Extracted records: Begin
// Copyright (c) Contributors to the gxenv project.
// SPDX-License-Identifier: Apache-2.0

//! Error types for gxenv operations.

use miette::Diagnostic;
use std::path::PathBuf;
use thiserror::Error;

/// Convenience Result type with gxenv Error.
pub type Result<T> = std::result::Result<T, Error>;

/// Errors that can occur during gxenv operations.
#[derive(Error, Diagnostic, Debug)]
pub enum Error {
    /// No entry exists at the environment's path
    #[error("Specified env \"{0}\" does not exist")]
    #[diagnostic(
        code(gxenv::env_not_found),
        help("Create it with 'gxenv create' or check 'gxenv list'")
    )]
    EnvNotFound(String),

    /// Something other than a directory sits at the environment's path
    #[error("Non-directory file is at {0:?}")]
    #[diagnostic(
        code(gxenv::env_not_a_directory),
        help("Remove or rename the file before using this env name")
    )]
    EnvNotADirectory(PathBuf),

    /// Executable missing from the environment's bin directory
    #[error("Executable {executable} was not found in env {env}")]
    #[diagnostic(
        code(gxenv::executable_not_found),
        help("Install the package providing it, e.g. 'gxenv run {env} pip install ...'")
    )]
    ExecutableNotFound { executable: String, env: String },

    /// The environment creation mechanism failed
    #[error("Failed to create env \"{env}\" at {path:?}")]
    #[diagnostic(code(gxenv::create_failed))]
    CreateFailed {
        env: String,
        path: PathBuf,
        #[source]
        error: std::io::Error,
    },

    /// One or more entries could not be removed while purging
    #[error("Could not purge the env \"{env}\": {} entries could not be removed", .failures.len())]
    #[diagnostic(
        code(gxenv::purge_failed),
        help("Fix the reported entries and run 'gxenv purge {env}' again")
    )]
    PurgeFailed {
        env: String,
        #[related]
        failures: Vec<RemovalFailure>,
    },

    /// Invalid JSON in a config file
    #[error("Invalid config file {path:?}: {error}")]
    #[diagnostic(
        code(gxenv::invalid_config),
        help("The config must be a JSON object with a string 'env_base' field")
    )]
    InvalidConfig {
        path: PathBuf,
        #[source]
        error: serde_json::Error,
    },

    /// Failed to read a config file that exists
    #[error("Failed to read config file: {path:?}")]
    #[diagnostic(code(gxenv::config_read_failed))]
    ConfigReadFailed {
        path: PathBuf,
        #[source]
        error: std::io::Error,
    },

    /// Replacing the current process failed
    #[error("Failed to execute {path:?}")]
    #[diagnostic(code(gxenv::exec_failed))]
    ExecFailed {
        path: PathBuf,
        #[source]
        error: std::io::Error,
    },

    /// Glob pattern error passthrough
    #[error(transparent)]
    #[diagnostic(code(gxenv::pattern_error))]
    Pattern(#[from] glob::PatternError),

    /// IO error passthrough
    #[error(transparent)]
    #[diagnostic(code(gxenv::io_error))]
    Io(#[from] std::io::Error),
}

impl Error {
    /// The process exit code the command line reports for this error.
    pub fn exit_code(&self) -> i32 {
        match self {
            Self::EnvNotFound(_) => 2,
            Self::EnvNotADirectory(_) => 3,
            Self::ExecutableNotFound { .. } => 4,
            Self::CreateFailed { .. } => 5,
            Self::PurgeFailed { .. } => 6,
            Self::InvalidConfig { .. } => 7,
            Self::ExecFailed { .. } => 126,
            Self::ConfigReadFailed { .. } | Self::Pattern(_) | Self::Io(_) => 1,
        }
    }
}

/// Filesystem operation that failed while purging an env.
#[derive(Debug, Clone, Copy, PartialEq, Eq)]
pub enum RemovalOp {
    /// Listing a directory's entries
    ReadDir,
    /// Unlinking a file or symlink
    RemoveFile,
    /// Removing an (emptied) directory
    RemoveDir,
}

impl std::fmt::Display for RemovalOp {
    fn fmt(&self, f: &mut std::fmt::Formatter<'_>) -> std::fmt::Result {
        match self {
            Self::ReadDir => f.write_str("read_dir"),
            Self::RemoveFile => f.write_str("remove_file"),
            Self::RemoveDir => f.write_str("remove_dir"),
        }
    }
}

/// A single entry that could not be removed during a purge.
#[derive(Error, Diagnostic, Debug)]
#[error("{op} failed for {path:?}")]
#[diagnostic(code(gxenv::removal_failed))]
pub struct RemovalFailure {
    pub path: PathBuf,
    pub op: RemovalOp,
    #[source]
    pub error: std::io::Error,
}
Extracted records: End
Extracted records: Begin
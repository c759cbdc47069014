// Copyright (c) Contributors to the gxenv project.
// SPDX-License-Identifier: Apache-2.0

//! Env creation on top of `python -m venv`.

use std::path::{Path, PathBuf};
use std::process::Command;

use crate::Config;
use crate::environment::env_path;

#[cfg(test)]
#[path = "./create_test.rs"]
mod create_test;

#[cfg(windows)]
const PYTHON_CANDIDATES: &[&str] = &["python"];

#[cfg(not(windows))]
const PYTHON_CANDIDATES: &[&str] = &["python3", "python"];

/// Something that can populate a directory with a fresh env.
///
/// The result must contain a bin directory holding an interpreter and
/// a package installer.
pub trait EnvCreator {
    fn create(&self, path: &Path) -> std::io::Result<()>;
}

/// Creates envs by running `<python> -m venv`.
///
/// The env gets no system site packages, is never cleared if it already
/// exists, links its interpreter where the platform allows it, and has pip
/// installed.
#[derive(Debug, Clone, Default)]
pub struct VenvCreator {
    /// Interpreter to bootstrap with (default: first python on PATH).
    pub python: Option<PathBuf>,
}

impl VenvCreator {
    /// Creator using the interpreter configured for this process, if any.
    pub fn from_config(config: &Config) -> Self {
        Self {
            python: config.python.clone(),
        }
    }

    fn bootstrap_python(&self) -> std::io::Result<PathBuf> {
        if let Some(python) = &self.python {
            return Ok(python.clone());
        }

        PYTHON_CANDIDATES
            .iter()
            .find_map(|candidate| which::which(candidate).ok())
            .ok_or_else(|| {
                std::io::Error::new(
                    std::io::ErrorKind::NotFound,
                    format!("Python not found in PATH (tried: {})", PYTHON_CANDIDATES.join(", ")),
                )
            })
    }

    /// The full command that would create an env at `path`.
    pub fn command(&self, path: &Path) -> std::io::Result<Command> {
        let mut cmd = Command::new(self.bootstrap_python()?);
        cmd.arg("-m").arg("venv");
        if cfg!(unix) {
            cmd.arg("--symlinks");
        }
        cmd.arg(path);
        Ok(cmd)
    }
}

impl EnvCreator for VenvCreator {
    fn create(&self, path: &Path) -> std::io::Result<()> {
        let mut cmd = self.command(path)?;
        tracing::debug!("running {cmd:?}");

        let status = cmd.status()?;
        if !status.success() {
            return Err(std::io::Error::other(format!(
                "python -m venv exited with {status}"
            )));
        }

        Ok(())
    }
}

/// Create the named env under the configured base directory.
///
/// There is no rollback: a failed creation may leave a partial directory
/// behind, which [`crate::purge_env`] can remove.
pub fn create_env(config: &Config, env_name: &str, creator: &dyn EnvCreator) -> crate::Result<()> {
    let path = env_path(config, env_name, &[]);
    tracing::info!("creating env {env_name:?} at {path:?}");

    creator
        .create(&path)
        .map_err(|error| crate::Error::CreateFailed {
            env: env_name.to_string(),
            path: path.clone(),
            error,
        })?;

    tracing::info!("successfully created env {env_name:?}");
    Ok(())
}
Extracted records: End
Your goal - Your answer should be the lines above that contain the word "using", copied out.

Task result -
        help("Remove or rename the file before using this env name")
    /// Creator using the interpreter configured for this process, if any.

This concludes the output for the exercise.